Уже целых два часа неслось омбу по огромному озеру, а берега все не было видно. Огонь, пожиравший дерево, мало-помалу угас. Главная опасность этой жуткой переправы миновала. Майор сказал, что не будет ничего удивительного, если им удастся спастись.

Течение продолжало нести омбу в том же направлении: с юго-запада на северо-восток. Темнота, лишь изредка освещаемая запоздалой молнией, вновь стала непроницаемой. Паганель тщетно старался разглядеть что-либо на горизонте. Гроза затихала, тучи рассеивались. Крупные капли дождя сменились мелкой водяной пылью, мчавшейся по ветру. Омбу неслось по бурному потоку с такой поразительной быстротой, словно под его корой был скрыт какой-то мощный двигатель. Казалось возможным, что оно будет нестись так целыми днями. Около трех часов утра майор, однако, заметил, что корни омбу порой задевают за дно. Том Остин с помощью оторванной от дерева ветки нащупал дно и установил, что оно поднимается. Действительно, минут через двадцать почувствовался толчок, и омбу сразу остановилось.

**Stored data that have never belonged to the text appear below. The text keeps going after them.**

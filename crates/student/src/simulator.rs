//! The student simulation environment.
//!
//! A [`StudentEnv`] owns the latent skill of one simulated student per
//! subject, the population's skill-gain profile and the observation grid. The
//! agent only ever sees the grid: latent skill drives score sampling, and the
//! grid in turn drives skill estimation, gain attribution and reward shaping.

use std::cmp::Ordering;
use std::sync::Arc;

use rand::rngs::StdRng;
use rand::SeedableRng;
use tracing::{debug, trace};

use crate::action::{Action, ActionKind, RewardBreakdown, StepInfo};
use crate::config::{EnvConfig, EnvShape};
use crate::difficulty::{proper_difficulty, thresholds};
use crate::env::{Env, Step};
use crate::error::EnvError;
use crate::estimate::{SkillEstimator, TieredEstimator};
use crate::profile::{argmax, gaussian, GainProfile};
use crate::scores::ScoreMatrix;

/// Weights of the stored and the freshly attributed type gain when a test
/// result is spread across the population.
const SPREAD_WEIGHTS: (f32, f32) = (1.0, 0.5);

#[derive(Clone, Debug)]
pub struct StudentEnv {
    shape: EnvShape,
    config: EnvConfig,
    estimator: Arc<dyn SkillEstimator>,
    rng: StdRng,
    skills: Vec<f32>,
    gain_profile: GainProfile,
    thresholds: Vec<f32>,
    /// Score share kept by review material, `1 / (levels + 1)`
    review_ratio: f32,
    scores: ScoreMatrix,
    /// Row-major `subject x difficulty x learning type` attribution weights
    train_counter: Vec<f32>,
    cumulative_train_time: Vec<f32>,
    episode: usize,
    step_num: usize,
    last_info: Option<StepInfo>,
}
//! Randomized skill-gain profiles.
//!
//! A profile is a `subjects x learning types` matrix of mean skill gain per
//! training action. One learning type, either the first or the last, is far
//! more effective than the others, and the agent has to find out which.

use rand::Rng;
use rand_distr::{Distribution, StandardNormal};

use crate::config::ProfileConfig;
use crate::error::EnvError;

#[derive(Clone, Debug, PartialEq)]
pub struct GainProfile {
    num_learning_types: usize,
    /// Row-major `subjects x learning types`
    means: Vec<f32>,
    excellence: usize,
}

impl GainProfile {
    /// Builds a profile from explicit means, mainly for scripted scenarios.
    pub fn from_rows(rows: &[Vec<f32>]) -> Result<Self, EnvError> {
        let num_learning_types = rows.first().map_or(0, Vec::len);
        if num_learning_types == 0 || rows.iter().any(|r| r.len() != num_learning_types) {
            return Err(EnvError::InvalidShape(
                "gain profile rows must be non-empty and equally sized",
            ));
        }
        let means: Vec<f32> = rows.iter().flatten().copied().collect();
        let mut profile = Self { num_learning_types, means, excellence: 0 };
        profile.excellence = profile.best_type();
        Ok(profile)
    }

    /// Draws a new profile.
    ///
    /// A fair coin picks the first or the last learning type as the
    /// excellence type. The type means are tiled across every subject, each
    /// cell is perturbed independently and then floored at `min_gain`.
    pub fn sample<R: Rng>(
        num_subjects: usize,
        num_learning_types: usize,
        config: &ProfileConfig,
        rng: &mut R,
    ) -> Self {
        let excellence = if rng.gen::<f64>() > 0.5 { 0 } else { num_learning_types - 1 };
        let type_means: Vec<f32> = (0..num_learning_types)
            .map(|t| {
                if t == excellence {
                    gaussian(rng, config.excellence_mean, config.excellence_std)
                } else {
                    gaussian(rng, config.ordinary_mean, config.ordinary_std)
                }
            })
            .collect();

        let means = (0..num_subjects)
            .flat_map(|_| type_means.iter().copied())
            .map(|mean| (mean + gaussian(rng, 0.0, config.cell_noise_std)).max(config.min_gain))
            .collect();

        Self { num_learning_types, means, excellence }
    }

    #[must_use]
    pub fn num_subjects(&self) -> usize {
        self.means.len() / self.num_learning_types
    }

    #[must_use]
    pub fn num_learning_types(&self) -> usize {
        self.num_learning_types
    }

    #[must_use]
    pub fn mean(&self, subject: usize, learning_type: usize) -> f32 {
        self.means[subject * self.num_learning_types + learning_type]
    }

    #[must_use]
    pub fn row(&self, subject: usize) -> &[f32] {
        let start = subject * self.num_learning_types;
        &self.means[start..start + self.num_learning_types]
    }

    /// The type drawn as the excellence type when the profile was sampled.
    #[must_use]
    pub fn excellence_type(&self) -> usize {
        self.excellence
    }

    /// Learning type with the highest gain summed over the population.
    #[must_use]
    pub fn best_type(&self) -> usize {
        let mut totals = vec![0.0; self.num_learning_types];
        for row in self.means.chunks_exact(self.num_learning_types) {
            for (total, mean) in totals.iter_mut().zip(row) {
                *total += mean;
            }
        }
        argmax(&totals)
    }
}

/// One draw from `Normal(mean, std)`. `std` is assumed finite and
/// non-negative, which [`crate::EnvConfig::validate`] guarantees.
pub(crate) fn gaussian<R: Rng>(rng: &mut R, mean: f32, std: f32) -> f32 {
    let z: f32 = StandardNormal.sample(rng);
    mean + std * z
}

/// Index of the first maximum; `0` for an empty slice.
#[must_use]
pub fn argmax(values: &[f32]) -> usize {
    let mut best = 0;
    for (i, v) in values.iter().enumerate() {
        if *v > values[best] {
            best = i;
        }
    }
    best
}

#[cfg(test)]
mod tests {
    use super::*;
    use rand::{rngs::StdRng, SeedableRng};

    #[test]
    fn sampled_profile_favours_one_end() {
        let config = ProfileConfig::default();
        let mut rng = StdRng::seed_from_u64(11);
        let mut seen = [false; 2];
        for _ in 0..64 {
            let p = GainProfile::sample(4, 3, &config, &mut rng);
            assert_eq!(p.num_subjects(), 4);
            let e = p.excellence_type();
            assert!(e == 0 || e == 2);
            seen[usize::from(e == 2)] = true;
            assert_eq!(p.best_type(), e);
            for s in 0..4 {
                for t in 0..3 {
                    assert!(p.mean(s, t) >= config.min_gain);
                    if t != e {
                        assert!(p.mean(s, t) < p.mean(s, e));
                    }
                }
            }
        }
        assert!(seen[0] && seen[1], "both excellence types should appear");
    }

    #[test]
    fn floor_applies_to_every_cell() {
        let config = ProfileConfig {
            ordinary_mean: -5.0,
            min_gain: 0.05,
            ..ProfileConfig::default()
        };
        let mut rng = StdRng::seed_from_u64(3);
        let p = GainProfile::sample(2, 3, &config, &mut rng);
        let floored = (0..2)
            .flat_map(|s| (0..3).map(move |t| (s, t)))
            .filter(|&(s, t)| p.mean(s, t) == 0.05);
        assert_eq!(floored.count(), 4);
    }

    #[test]
    fn single_learning_type_is_its_own_excellence() {
        let mut rng = StdRng::seed_from_u64(5);
        let p = GainProfile::sample(3, 1, &ProfileConfig::default(), &mut rng);
        assert_eq!(p.excellence_type(), 0);
        assert_eq!(p.row(2).len(), 1);
    }

    #[test]
    fn argmax_prefers_first_maximum() {
        assert_eq!(argmax(&[1.0, 3.0, 3.0]), 1);
        assert_eq!(argmax(&[0.0, 0.0]), 0);
        assert_eq!(argmax(&[]), 0);
    }

    #[test]
    fn ragged_rows_are_rejected() {
        assert!(GainProfile::from_rows(&[vec![1.0, 2.0], vec![1.0]]).is_err());
        let p = GainProfile::from_rows(&[vec![0.1, 2.0], vec![0.2, 1.0]]).unwrap();
        assert_eq!(p.best_type(), 1);
        assert_eq!(p.mean(1, 0), 0.2);
    }
}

– Земля! Земля! – громогласно воскликнул Паганель.

Концы обгоревших ветвей наткнулись на какую-то неровность почвы. Никогда, кажется, ни одна мель не приносила столько радости мореплавателям, как эта: ведь она была для них гаванью.

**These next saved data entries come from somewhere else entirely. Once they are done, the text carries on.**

//! Human-readable step rendering and structured step logs.

use std::fs::File;
use std::io::{BufWriter, Write};
use std::path::Path;

use anyhow::{Context, Result};
use serde::Serialize;
use student::{ActionKind, ScoreMatrix, StepInfo, StudentEnv, StudentSimulation};

/// One JSON-lines entry of the step log.
#[derive(Serialize)]
pub struct StepRecord<'a> {
    #[serde(flatten)]
    pub info: &'a StepInfo,
    pub skills: &'a [f32],
    pub env: String,
}

/// `key=value` pairs of the last action, with 1-based indices.
#[must_use]
pub fn action_line(info: &StepInfo) -> String {
    let mut line = format!(
        "action={};subject={};difficulty={}",
        info.action,
        info.subject + 1,
        info.difficulty + 1
    );
    if let Some(score) = info.test_score {
        line.push_str(&format!(";test_score={score:.2}"));
    }
    if let Some(learning_type) = info.learning_type {
        line.push_str(&format!(";learning_type={}", learning_type + 1));
    }
    if let Some(improvement) = info.improvement {
        line.push_str(&format!(";improvement={improvement:.3}"));
    }
    line.push_str(&format!(";reward={:.3}", info.reward.total()));
    line
}

fn matrix_cell(values: impl Iterator<Item = f32>, precision: usize) -> String {
    let items: Vec<String> = values.map(|v| format!("{v:.precision$}")).collect();
    format!("[{}]", items.join(" "))
}

/// Table of the score layer and every learning type's attributed gain, one
/// row per subject; after a test the per-type train counters are added.
#[must_use]
pub fn score_table(scores: &ScoreMatrix, show_counters: bool) -> String {
    let shape = scores.shape();
    let levels = shape.num_difficulty_levels;
    let mut columns: Vec<(String, Vec<String>)> = Vec::new();

    let rows = |f: &dyn Fn(usize, usize) -> f32, precision: usize| -> Vec<String> {
        (0..shape.num_subjects)
            .map(|s| matrix_cell((0..levels).map(|d| f(s, d)), precision))
            .collect()
    };

    columns.push((
        "Test matrix".to_string(),
        rows(&|s: usize, d: usize| scores.score(s, d), 1),
    ));
    for t in 0..shape.num_learning_types {
        columns.push((
            format!("Learning type number {}", t + 1),
            rows(&|s: usize, d: usize| scores.type_gains(s, d)[t], 3),
        ));
    }
    if show_counters {
        for t in 0..shape.num_learning_types {
            columns.push((
                format!("Train counters {}", t + 1),
                rows(&|s: usize, d: usize| scores.train_counts(s, d)[t], 3),
            ));
        }
    }

    let widths: Vec<usize> = columns
        .iter()
        .map(|(header, cells)| {
            cells.iter().map(String::len).chain([header.len()]).max().unwrap_or(0)
        })
        .collect();

    let mut lines = Vec::with_capacity(shape.num_subjects + 2);
    let header: Vec<String> = columns
        .iter()
        .zip(&widths)
        .map(|((h, _), &w)| format!("{h:<w$}"))
        .collect();
    lines.push(header.join("  "));
    let rule: Vec<String> = widths.iter().map(|w| "-".repeat(*w)).collect();
    lines.push(rule.join("  "));
    for s in 0..shape.num_subjects {
        let row: Vec<String> = columns
            .iter()
            .zip(&widths)
            .map(|((_, cells), &w)| format!("{:<w$}", cells[s]))
            .collect();
        lines.push(row.join("  "));
    }
    let mut out = lines.join("\n");
    out.push('\n');
    out
}

/// Full rendering of the last step.
#[must_use]
pub fn render(student: &StudentEnv, info: &StepInfo) -> String {
    let skills: Vec<String> = student.skills().iter().map(|s| format!("{s:.1}")).collect();
    format!(
        "***\nAction: {}\n{}Latent skill level: [{}]\n***",
        action_line(info),
        score_table(student.scores(), info.action == ActionKind::Test),
        skills.join(" ")
    )
}

/// Sink for per-step output: optional console rendering and an optional
/// JSON-lines log file.
pub struct Reporter {
    render: bool,
    log: Option<BufWriter<File>>,
}

impl Reporter {
    pub fn new(render: bool, log_path: Option<&Path>) -> Result<Self> {
        let log = match log_path {
            Some(path) => {
                let file = File::create(path)
                    .with_context(|| format!("failed to create step log {}", path.display()))?;
                Some(BufWriter::new(file))
            }
            None => None,
        };
        Ok(Self { render, log })
    }

    pub fn record<E: StudentSimulation>(&mut self, env: &E, info: &StepInfo) -> Result<()> {
        if self.render {
            println!("{}", render(env.student(), info));
        }
        if let Some(log) = self.log.as_mut() {
            let record = StepRecord { info, skills: env.student().skills(), env: env.label() };
            serde_json::to_writer(&mut *log, &record)?;
            log.write_all(b"\n")?;
        }
        Ok(())
    }

    pub fn flush(&mut self) -> Result<()> {
        if let Some(log) = self.log.as_mut() {
            log.flush()?;
        }
        Ok(())
    }
}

Роберт и Вильсон, первыми выскочившие на твердую землю, уже кричали восторженно «ура», как вдруг послышался знакомый свист, раздался лошадиный топот, и из мрака показалась высокая фигура индейца.

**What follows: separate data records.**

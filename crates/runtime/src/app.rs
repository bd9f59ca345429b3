//! # Episode Driver
//!
//! Runs a [`Policy`] against any [`StudentSimulation`]: every episode starts
//! with a reset and steps until the environment reports completion or the
//! step limit is reached. Each step goes through the [`Reporter`], which
//! renders it and appends it to the JSON-lines log when those are enabled.

use anyhow::Result;
use serde::Serialize;
use student::StudentSimulation;

use crate::agent::Policy;
use crate::render::Reporter;

#[derive(Clone, Debug, PartialEq, Serialize)]
pub struct EpisodeSummary {
    pub episode: usize,
    pub steps: usize,
    pub total_reward: f32,
    pub done: bool,
}

/// Runs one episode and summarises it.
///
/// # Errors
///
/// Returns an error when the policy produces an action the environment
/// rejects or when writing the step log fails.
pub fn run_episode<E: StudentSimulation>(
    policy: &mut dyn Policy,
    env: &mut E,
    num_steps: usize,
    reporter: &mut Reporter,
) -> Result<EpisodeSummary> {
    let mut obs = env.reset();
    let mut total_reward = 0.0;
    let mut steps = 0;
    let mut done = false;
    while steps < num_steps && !done {
        let action = policy.act(&obs);
        let step = env.step(action)?;
        reporter.record(env, &step.info)?;
        total_reward += step.reward;
        done = step.done;
        obs = step.observation;
        steps += 1;
    }
    Ok(EpisodeSummary { episode: env.student().episode(), steps, total_reward, done })
}

/// Runs `num_episodes` episodes, logging a summary after each.
///
/// # Errors
///
/// Propagates the first error of [`run_episode`].
pub fn run_env<E: StudentSimulation>(
    policy: &mut dyn Policy,
    env: &mut E,
    num_episodes: usize,
    num_steps: usize,
    reporter: &mut Reporter,
) -> Result<Vec<EpisodeSummary>> {
    tracing::info!(
        "Running {} episodes of at most {} steps with the {} policy on the {} environment...",
        num_episodes,
        num_steps,
        policy.name(),
        env.label()
    );
    let mut summaries = Vec::with_capacity(num_episodes);
    for _ in 0..num_episodes {
        let summary = run_episode(policy, env, num_steps, reporter)?;
        tracing::info!(
            episode = summary.episode,
            steps = summary.steps,
            total_reward = summary.total_reward,
            done = summary.done,
            "Episode finished. Gain profile: {:?}",
            (0..env.student().shape().num_subjects)
                .map(|s| env.student().gain_profile().row(s).to_vec())
                .collect::<Vec<_>>()
        );
        summaries.push(summary);
    }
    reporter.flush()?;
    Ok(summaries)
}

#[cfg(test)]
mod tests {
    use super::*;
    use crate::agent::{RandomAgent, ScriptedAgent};
    use rand::rngs::StdRng;
    use rand::SeedableRng;
    use student::{BiasedTrainingEnv, EnvShape, StudentEnv};

    #[test]
    fn episodes_respect_the_step_limit() {
        let shape = EnvShape::new(2, 3, 3);
        let mut env = StudentEnv::with_seed(shape, 1).unwrap();
        let mut policy = RandomAgent::new(shape, StdRng::seed_from_u64(2));
        let mut reporter = Reporter::new(false, None).unwrap();
        let summaries = run_env(&mut policy, &mut env, 3, 50, &mut reporter).unwrap();
        assert_eq!(summaries.len(), 3);
        assert_eq!(summaries.iter().map(|s| s.episode).collect::<Vec<_>>(), vec![1, 2, 3]);
        assert!(summaries.iter().all(|s| s.steps <= 50 && s.total_reward.is_finite()));
    }

    #[test]
    fn scripted_policy_finishes_an_easy_population() {
        let shape = EnvShape::new(1, 1, 3);
        let env = StudentEnv::with_seed(shape, 3).unwrap();
        let bias = student::BiasConfig::default();
        let mut env = BiasedTrainingEnv::from_env(&env, &bias, 4).unwrap();
        let mut policy = ScriptedAgent::new(shape, 0, 5, 95.0);
        let mut reporter = Reporter::new(false, None).unwrap();
        let summary = run_episode(&mut policy, &mut env, 5_000, &mut reporter).unwrap();
        assert!(summary.done, "{summary:?}");
        assert!(summary.steps < 5_000);
    }
}
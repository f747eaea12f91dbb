//! Plain-text rendering of pipeline state.
//!
//! Pure functions of the current state: nothing here touches the terminal
//! or the pipeline. The REPL decides where and how the text is printed.

use deckagent_core::{AgentStatus, PresentationData, SlideRole};
use std::cmp::Ordering;

const WRAP_WIDTH: usize = 78;

struct Step {
    status: AgentStatus,
    label: &'static str,
    subtext: &'static str,
}

const STEPS: [Step; 2] = [
    Step {
        status: AgentStatus::Researching,
        label: "Conducting Autonomous Research",
        subtext: "Scanning web sources, verifying facts with Google Grounding...",
    },
    Step {
        status: AgentStatus::Synthesizing,
        label: "Synthesizing Executive Summary",
        subtext: "Distilling insights, formatting slides, generating strategic outlook...",
    },
];

/// Progress view for a run in flight. Empty for non-busy statuses.
pub fn render_status(status: AgentStatus, topic: &str) -> String {
    let Some(current) = STEPS.iter().position(|s| s.status == status) else {
        return String::new();
    };

    let mut lines = vec![format!("Agent Active: {}", topic)];
    for (idx, step) in STEPS.iter().enumerate() {
        let marker = match idx.cmp(&current) {
            Ordering::Less => "[ok]",
            Ordering::Equal => "[..]",
            Ordering::Greater => "[  ]",
        };
        lines.push(format!("  {} {}", marker, step.label));
        lines.push(format!("       {}", step.subtext));
    }
    finish(lines)
}

/// Full deck view: every slide, then the numbered source list.
pub fn render_deck(deck: &PresentationData) -> String {
    let mut lines = vec![
        format!("Executive Briefing: {}", deck.topic),
        "=".repeat(WRAP_WIDTH),
    ];

    let total = deck.slides.len();
    for (idx, slide) in deck.slides.iter().enumerate() {
        lines.push(String::new());
        lines.push(match SlideRole::for_index(idx) {
            Some(role) => format!("Slide {}/{} · {}", idx + 1, total, role.heading()),
            None => format!("Slide {}/{}", idx + 1, total),
        });
        lines.push(slide.title.clone());
        lines.push("-".repeat(slide.title.chars().count().min(WRAP_WIDTH)));

        for point in &slide.points {
            lines.extend(wrapped(point, "  • ", "    "));
        }
        if let Some(metric) = &slide.metric {
            lines.push(format!("  Key metric: {}", metric));
        }
        if !slide.summary.is_empty() {
            lines.extend(wrapped(&slide.summary, "  Notes: ", "         "));
        }
    }

    if !deck.sources.is_empty() {
        lines.push(String::new());
        lines.push("Sources".to_string());
        lines.extend(
            deck.sources
                .iter()
                .enumerate()
                .map(|(idx, source)| format!("  [{}] {} <{}>", idx + 1, source.title, source.uri)),
        );
    }
    finish(lines)
}

fn wrapped(text: &str, first: &str, rest: &str) -> Vec<String> {
    let options = textwrap::Options::new(WRAP_WIDTH)
        .initial_indent(first)
        .subsequent_indent(rest);
    textwrap::wrap(text, options)
        .into_iter()
        .map(|line| line.into_owned())
        .collect()
}

fn finish(mut lines: Vec<String>) -> String {
    lines.push(String::new());
    lines.join("\n")
}

pub fn render_error(message: &str) -> String {
    format!("! {}", message)
}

– Талькав! – воскликнул Роберт.

– Талькав!.. – подхватили в один голос все его спутники.

– Amigos![57] – отозвался патагонец.


Он ждал путешественников на том месте, куда их должно было вынести течение, так же как оно вынесло туда и его самого. Патагонец поднял Роберта и прижал его к своей груди. Экспансивный географ бросился к нему на шею. Гленарван, майор и моряки, радуясь, что снова видят своего верного проводника, крепко, с дружеской сердечностью пожали ему руку. Затем патагонец отвел их в сарай одной покинутой эстанций, находившейся поблизости. Там пылал большой костер, у которого они и обогрелись. На огне жарились сочные куски дичи. Новоприбывшие съели их до последней крошки. И когда они несколько пришли в себя, никому из них просто не верилось, что им удалось избежать стольких опасностей: и от воды, и от огня, и от грозных аргентинских кайманов.

Талькав в нескольких словах рассказал Паганелю, как он спасся, добавив, что обязан этим всецело своему неустрашимому коню. Потом Паганель попытался разъяснить патагонцу новое предложенное им толкование документа и поделился с ним теми надеждами, которые это толкование сулило. Понял ли индеец остроумные гипотезы ученого? В этом можно сомневаться. Но он видел, что друзья его довольны и питают какие-то надежды, а большего ему и не требовалось.

После такого дня «отдыха» на омбу нашим отважным путешественникам не терпелось снова двинуться в путь. К восьми часам утра они уже были готовы выступить. При таком отклонении к югу от всех эстанций и саладеро им было невозможно раздобыть какие-либо средства передвижения. Приходилось идти пешком. Впрочем, предстояло пройти всего лишь миль сорок. Да и Таука еще могла время от времени подвезти одного, а при надобности и двух утомленных пешеходов. За тридцать шесть часов можно было добраться до берегов Атлантического океана.

Оставив позади себя огромную лощину, еще всю затопленную водой, наши путешественники двинулись по более возвышенным местам. Вокруг расстилался тот же однообразный аргентинский пейзаж; иногда встречались насажденные европейцами рощицы. Туземные же деревья растут только по окраинам степей и на подступах к мысу Корриентес.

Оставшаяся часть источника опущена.